Your task is to copy each line of the material below that includes "cross".

▸ Record extracts:

===

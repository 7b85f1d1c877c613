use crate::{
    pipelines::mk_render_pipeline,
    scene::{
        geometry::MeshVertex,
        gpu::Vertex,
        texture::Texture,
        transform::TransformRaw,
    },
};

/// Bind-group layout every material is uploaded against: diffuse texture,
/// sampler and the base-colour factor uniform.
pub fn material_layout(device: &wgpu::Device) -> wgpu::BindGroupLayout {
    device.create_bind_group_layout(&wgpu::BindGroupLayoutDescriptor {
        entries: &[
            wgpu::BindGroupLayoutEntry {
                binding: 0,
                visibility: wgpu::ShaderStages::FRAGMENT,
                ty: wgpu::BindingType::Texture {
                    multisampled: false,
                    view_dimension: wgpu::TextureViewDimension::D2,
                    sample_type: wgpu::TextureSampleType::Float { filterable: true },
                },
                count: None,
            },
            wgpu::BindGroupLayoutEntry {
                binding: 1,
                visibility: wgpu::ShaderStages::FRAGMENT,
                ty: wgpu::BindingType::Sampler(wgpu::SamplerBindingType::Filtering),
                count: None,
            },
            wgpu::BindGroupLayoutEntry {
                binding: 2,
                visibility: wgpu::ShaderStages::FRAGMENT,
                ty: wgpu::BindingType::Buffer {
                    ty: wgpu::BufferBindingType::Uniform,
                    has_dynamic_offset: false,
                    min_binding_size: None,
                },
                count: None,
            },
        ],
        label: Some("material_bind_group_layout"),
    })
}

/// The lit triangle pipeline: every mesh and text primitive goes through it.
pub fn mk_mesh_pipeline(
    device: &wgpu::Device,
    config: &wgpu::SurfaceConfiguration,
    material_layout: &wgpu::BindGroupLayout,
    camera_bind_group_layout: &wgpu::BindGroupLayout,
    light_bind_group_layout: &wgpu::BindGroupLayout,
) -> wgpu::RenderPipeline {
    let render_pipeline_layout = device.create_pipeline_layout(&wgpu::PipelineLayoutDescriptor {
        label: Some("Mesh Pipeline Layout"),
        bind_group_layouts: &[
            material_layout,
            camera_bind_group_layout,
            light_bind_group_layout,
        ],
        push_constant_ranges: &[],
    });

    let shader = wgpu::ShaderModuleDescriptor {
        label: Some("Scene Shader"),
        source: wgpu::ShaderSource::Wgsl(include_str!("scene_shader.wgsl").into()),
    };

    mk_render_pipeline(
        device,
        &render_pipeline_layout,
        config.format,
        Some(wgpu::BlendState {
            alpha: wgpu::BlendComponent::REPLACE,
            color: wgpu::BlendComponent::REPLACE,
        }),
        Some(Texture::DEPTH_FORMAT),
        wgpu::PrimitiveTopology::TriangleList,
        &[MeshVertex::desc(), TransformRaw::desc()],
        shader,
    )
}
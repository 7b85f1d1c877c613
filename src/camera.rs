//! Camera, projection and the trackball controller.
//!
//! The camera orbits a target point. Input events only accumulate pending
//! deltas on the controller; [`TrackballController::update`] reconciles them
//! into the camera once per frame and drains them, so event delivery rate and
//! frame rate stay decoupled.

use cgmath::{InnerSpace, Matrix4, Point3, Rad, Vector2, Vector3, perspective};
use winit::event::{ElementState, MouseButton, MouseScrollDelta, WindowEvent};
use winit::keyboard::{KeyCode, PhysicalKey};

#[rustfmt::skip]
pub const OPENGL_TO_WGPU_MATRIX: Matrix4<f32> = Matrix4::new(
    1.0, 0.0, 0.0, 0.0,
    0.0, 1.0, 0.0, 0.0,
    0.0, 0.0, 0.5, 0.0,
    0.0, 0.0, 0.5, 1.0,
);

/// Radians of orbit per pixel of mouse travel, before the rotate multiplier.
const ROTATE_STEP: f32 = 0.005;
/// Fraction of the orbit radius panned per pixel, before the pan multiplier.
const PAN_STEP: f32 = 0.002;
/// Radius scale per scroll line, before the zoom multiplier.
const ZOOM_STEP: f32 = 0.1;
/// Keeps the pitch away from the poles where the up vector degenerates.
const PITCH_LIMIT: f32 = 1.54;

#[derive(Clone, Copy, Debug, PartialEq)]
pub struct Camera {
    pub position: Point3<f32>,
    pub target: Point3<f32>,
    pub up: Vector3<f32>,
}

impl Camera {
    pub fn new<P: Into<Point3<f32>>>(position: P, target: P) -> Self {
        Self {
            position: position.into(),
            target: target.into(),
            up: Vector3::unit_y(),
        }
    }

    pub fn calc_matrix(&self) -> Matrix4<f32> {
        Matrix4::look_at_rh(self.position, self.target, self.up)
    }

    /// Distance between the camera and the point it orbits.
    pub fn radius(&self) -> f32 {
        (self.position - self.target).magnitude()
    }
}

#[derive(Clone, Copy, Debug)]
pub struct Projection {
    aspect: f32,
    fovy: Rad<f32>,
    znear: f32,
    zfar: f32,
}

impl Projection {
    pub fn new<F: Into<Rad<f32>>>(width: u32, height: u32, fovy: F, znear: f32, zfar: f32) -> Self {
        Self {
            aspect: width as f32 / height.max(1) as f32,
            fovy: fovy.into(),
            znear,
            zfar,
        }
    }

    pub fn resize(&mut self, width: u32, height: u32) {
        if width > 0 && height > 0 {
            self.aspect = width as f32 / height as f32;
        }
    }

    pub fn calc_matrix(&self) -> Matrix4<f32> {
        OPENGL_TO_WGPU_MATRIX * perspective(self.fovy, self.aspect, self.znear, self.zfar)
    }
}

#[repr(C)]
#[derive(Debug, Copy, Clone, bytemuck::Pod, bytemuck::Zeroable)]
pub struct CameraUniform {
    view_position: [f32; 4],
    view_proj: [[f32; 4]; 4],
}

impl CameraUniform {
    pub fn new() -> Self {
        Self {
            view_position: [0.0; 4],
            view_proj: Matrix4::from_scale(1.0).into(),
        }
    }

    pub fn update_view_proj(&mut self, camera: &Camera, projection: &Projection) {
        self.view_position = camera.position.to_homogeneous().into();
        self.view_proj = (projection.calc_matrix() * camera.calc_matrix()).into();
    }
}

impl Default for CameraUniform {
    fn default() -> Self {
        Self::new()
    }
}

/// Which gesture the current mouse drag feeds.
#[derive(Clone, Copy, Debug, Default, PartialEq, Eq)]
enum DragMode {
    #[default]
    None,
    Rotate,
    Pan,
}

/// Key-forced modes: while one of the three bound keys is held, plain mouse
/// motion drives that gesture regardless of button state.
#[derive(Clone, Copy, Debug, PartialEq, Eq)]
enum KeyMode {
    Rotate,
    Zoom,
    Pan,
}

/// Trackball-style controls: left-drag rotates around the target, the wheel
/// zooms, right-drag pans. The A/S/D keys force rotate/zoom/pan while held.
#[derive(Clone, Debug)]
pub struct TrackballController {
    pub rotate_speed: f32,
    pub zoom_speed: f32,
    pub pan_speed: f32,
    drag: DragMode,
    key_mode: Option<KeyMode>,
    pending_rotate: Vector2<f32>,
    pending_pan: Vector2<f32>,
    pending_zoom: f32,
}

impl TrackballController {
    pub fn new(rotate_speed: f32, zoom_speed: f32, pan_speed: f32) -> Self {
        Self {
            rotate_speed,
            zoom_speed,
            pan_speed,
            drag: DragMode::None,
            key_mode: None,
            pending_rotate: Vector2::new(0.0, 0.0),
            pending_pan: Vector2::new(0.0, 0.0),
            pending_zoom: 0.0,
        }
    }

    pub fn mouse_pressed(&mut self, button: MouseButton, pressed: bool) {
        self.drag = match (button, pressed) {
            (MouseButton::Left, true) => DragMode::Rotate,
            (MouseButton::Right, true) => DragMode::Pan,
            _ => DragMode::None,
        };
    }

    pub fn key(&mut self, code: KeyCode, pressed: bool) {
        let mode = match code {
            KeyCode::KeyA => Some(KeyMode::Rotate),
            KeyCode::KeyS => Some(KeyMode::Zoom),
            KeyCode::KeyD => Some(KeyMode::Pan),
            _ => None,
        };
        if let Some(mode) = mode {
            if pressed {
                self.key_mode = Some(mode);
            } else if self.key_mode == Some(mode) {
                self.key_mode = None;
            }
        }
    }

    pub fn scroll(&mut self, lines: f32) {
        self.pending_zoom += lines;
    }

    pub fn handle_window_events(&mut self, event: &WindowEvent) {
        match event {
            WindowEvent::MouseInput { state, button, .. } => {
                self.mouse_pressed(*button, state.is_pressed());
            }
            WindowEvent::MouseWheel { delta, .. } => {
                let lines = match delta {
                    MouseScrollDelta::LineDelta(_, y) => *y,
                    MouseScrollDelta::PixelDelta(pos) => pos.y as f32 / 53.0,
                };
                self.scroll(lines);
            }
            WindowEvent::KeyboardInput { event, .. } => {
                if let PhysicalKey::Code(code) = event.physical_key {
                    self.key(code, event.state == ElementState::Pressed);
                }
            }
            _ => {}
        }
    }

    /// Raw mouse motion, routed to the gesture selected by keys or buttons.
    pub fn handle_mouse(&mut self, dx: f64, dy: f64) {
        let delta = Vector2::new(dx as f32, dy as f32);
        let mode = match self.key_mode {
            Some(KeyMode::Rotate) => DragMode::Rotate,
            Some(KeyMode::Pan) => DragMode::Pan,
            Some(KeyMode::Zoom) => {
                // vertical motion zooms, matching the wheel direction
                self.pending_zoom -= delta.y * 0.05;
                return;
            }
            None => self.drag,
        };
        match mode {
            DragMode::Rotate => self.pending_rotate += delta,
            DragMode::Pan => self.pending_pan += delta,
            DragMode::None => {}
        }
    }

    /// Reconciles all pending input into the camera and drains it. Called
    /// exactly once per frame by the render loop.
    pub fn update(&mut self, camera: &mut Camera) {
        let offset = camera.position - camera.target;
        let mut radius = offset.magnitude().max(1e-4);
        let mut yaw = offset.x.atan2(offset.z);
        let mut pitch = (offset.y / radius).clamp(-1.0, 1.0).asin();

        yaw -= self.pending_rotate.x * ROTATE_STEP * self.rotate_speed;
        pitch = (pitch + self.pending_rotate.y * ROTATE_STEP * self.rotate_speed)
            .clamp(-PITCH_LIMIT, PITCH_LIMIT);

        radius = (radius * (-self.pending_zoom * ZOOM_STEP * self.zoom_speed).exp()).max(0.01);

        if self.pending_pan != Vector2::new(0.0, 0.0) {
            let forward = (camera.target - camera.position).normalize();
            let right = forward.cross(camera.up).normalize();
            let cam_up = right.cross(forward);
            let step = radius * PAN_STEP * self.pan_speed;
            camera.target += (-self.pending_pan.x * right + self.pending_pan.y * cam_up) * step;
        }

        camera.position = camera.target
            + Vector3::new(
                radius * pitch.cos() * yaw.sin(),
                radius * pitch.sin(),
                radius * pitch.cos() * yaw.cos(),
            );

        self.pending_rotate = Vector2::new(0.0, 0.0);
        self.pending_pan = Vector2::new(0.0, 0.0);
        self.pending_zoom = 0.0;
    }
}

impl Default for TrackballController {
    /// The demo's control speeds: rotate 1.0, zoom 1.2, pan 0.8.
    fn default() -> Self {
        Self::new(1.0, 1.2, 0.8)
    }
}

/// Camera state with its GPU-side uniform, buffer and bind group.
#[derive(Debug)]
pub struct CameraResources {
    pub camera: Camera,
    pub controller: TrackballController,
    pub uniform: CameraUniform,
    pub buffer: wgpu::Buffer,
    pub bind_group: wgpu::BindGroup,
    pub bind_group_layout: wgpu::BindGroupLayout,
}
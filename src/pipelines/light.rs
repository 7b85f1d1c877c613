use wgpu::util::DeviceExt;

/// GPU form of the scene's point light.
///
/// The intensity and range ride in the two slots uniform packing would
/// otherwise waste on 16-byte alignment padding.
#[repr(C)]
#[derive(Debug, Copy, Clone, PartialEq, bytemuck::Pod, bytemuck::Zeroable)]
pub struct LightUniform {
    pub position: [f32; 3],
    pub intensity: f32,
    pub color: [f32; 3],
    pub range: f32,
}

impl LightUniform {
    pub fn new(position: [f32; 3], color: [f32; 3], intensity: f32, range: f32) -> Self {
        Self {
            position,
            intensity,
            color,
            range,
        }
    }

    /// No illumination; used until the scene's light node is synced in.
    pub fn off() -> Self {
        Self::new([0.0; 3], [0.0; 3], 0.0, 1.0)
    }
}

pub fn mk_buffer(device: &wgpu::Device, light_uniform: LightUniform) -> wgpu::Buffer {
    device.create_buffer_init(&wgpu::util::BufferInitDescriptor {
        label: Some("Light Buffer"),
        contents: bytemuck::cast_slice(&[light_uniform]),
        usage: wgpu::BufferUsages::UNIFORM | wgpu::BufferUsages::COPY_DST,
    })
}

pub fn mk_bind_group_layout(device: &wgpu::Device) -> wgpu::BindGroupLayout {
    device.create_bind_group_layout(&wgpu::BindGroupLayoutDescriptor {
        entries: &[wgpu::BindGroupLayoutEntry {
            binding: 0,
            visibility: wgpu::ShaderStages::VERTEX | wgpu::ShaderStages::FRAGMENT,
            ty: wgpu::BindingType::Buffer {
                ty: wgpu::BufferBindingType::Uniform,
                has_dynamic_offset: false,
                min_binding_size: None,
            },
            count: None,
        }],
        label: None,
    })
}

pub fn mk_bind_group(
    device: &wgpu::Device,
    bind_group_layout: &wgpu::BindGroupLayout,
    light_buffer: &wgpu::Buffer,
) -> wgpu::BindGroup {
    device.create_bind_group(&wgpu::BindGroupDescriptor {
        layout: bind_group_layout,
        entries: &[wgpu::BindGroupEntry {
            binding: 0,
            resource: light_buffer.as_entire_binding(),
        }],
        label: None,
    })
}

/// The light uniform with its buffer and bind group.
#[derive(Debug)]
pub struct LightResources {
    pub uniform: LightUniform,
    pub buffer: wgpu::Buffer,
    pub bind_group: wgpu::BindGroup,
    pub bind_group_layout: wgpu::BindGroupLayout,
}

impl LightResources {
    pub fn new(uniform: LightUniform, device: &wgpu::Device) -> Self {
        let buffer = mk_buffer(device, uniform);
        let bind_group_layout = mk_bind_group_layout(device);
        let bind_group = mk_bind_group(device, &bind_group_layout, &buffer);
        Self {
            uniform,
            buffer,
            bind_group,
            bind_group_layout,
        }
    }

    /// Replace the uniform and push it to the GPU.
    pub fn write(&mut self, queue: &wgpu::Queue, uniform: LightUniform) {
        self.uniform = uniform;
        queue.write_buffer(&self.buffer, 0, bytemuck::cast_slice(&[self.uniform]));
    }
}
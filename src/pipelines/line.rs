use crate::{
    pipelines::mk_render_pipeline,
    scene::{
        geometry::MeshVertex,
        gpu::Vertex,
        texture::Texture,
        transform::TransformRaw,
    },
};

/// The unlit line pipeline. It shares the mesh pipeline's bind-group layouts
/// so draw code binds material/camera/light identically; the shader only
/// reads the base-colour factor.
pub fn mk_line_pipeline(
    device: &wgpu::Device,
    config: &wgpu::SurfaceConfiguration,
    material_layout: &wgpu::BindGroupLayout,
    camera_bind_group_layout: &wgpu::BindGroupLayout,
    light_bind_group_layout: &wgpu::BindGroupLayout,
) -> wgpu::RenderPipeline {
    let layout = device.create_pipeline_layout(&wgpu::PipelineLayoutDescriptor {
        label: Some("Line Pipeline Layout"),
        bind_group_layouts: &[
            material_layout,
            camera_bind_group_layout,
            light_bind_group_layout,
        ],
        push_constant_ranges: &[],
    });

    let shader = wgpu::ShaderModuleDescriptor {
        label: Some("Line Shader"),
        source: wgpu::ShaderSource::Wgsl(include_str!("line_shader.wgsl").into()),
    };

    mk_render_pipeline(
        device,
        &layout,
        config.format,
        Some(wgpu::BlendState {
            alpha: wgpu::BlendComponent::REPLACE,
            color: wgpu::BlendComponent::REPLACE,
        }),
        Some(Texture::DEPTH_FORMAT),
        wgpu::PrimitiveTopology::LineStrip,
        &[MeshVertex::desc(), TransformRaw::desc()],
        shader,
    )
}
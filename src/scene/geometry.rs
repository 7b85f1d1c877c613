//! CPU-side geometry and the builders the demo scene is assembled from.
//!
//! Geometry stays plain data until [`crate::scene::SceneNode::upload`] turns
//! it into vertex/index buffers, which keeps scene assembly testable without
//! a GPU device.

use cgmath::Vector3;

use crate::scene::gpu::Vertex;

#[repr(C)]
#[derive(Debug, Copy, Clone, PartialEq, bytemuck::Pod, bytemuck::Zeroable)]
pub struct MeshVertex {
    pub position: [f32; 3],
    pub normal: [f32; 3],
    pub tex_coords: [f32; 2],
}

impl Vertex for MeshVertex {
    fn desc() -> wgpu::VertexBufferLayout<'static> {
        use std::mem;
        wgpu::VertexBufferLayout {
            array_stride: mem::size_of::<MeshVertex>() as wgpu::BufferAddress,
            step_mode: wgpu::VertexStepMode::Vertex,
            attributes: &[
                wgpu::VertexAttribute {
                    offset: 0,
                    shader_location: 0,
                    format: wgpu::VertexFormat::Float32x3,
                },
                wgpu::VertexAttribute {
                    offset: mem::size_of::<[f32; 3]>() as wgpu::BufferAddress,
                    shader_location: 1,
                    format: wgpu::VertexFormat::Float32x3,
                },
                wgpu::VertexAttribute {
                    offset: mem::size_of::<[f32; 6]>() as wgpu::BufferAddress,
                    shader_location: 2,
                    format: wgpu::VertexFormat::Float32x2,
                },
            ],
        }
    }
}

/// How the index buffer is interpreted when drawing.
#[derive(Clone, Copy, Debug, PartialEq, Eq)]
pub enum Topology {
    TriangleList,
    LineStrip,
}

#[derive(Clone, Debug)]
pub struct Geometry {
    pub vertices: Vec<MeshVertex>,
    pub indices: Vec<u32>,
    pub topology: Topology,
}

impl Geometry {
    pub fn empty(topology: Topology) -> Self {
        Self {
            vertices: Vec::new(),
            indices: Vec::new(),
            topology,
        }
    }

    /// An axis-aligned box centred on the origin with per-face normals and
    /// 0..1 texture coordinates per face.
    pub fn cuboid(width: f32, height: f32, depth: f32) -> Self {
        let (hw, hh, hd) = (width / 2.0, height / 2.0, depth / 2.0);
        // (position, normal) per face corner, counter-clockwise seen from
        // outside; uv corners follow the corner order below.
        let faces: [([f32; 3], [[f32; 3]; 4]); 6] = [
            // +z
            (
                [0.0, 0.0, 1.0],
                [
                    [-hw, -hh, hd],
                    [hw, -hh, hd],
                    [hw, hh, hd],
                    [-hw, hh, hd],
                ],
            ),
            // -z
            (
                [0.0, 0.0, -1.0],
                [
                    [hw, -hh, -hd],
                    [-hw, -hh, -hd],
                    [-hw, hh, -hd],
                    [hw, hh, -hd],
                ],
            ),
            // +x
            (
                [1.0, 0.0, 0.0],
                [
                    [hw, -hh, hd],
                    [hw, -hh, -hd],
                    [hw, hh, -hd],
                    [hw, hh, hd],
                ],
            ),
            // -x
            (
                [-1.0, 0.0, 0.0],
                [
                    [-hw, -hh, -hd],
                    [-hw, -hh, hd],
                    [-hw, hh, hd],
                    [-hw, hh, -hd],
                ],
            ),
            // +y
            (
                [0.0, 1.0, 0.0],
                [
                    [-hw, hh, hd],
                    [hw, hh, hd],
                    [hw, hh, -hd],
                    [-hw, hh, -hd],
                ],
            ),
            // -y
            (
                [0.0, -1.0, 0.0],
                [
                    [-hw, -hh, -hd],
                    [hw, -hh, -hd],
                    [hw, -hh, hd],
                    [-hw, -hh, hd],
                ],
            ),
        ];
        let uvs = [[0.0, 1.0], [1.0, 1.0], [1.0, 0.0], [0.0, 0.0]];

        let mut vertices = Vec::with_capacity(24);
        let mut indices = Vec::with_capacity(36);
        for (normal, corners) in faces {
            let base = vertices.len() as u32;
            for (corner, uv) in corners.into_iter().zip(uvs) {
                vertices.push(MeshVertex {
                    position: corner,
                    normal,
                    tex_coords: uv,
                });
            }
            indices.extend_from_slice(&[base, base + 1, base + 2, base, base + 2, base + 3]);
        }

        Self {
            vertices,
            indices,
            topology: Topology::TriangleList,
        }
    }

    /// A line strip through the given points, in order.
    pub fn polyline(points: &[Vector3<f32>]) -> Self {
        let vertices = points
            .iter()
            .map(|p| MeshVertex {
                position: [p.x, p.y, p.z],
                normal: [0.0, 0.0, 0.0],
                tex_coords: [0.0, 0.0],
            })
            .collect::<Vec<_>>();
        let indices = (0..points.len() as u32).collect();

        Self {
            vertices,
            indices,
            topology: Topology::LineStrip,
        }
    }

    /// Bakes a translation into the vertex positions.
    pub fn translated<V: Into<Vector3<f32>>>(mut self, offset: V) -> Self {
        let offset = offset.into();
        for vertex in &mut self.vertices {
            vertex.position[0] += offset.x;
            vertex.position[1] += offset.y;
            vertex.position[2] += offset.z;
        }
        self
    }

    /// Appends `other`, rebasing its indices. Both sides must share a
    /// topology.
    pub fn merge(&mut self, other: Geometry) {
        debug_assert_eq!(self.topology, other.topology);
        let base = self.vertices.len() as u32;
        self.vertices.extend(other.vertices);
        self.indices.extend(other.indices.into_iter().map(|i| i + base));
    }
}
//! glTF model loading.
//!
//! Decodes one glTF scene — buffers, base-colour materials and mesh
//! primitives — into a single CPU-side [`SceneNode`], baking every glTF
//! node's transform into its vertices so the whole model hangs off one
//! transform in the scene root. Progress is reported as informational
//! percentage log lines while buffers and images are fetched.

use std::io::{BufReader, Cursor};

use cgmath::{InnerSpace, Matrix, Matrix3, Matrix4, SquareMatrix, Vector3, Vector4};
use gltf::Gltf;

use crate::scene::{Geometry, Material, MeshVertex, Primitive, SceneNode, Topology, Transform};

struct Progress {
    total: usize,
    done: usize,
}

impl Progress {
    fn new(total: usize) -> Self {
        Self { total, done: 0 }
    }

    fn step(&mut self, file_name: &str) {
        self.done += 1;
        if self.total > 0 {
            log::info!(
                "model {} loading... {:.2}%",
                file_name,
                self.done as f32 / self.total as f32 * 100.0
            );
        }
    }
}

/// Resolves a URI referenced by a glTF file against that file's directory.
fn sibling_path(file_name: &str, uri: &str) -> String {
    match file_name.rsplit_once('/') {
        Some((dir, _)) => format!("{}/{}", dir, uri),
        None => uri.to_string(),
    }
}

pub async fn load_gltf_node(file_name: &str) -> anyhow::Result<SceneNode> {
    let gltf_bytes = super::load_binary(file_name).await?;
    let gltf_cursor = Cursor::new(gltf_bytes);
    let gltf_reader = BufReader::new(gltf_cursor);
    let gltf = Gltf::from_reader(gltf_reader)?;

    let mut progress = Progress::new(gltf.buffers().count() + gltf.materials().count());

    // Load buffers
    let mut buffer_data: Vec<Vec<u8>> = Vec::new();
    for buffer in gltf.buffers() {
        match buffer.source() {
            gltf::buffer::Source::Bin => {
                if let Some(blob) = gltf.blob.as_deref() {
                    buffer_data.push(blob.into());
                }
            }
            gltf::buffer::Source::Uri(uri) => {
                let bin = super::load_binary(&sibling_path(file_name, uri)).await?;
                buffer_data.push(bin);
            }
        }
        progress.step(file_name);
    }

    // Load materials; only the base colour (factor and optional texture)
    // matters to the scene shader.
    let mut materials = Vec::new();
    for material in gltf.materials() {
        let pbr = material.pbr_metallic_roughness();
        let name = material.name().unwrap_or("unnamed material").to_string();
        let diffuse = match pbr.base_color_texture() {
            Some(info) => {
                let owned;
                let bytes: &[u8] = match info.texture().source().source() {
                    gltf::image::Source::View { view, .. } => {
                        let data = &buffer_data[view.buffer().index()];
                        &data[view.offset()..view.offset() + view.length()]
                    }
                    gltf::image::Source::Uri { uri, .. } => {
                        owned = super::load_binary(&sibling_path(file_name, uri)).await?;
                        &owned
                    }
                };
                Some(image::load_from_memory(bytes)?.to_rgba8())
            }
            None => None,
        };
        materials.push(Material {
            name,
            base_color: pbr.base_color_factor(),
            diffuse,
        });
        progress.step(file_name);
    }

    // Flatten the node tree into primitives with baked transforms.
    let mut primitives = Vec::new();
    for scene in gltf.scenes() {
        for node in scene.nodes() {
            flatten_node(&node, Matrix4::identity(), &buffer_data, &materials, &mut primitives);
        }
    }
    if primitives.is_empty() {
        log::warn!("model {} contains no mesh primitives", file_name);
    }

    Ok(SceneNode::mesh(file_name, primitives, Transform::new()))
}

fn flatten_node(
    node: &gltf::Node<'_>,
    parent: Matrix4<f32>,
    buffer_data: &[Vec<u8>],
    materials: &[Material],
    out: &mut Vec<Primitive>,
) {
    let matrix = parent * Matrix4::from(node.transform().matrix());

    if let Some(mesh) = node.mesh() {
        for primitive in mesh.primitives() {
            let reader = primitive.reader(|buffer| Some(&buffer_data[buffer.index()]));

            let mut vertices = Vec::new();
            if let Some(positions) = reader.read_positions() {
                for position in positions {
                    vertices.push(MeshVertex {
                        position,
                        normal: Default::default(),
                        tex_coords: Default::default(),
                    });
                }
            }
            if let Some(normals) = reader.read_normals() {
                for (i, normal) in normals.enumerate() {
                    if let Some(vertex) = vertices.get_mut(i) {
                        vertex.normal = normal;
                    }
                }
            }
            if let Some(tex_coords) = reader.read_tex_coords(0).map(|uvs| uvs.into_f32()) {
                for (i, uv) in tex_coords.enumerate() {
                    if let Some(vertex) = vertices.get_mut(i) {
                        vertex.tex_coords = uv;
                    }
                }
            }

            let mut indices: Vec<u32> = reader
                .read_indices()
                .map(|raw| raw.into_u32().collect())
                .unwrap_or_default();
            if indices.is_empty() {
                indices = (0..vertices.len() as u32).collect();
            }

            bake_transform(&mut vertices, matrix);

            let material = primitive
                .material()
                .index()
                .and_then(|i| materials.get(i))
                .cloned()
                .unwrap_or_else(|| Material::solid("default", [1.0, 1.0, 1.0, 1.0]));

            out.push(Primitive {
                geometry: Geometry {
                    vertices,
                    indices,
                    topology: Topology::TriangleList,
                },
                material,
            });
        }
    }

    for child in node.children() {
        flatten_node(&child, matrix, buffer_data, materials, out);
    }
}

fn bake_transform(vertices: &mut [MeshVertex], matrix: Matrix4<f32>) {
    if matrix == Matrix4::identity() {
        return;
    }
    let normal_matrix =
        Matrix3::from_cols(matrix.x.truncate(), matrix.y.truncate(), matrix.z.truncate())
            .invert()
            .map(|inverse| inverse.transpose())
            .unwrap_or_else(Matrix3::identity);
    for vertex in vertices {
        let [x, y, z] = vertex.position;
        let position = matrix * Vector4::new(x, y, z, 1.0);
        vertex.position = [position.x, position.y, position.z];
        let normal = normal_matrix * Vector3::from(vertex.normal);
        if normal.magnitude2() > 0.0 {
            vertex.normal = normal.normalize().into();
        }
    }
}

===

▸ Response to this exercise:
            let right = forward.cross(camera.up).normalize();
            let cam_up = right.cross(forward);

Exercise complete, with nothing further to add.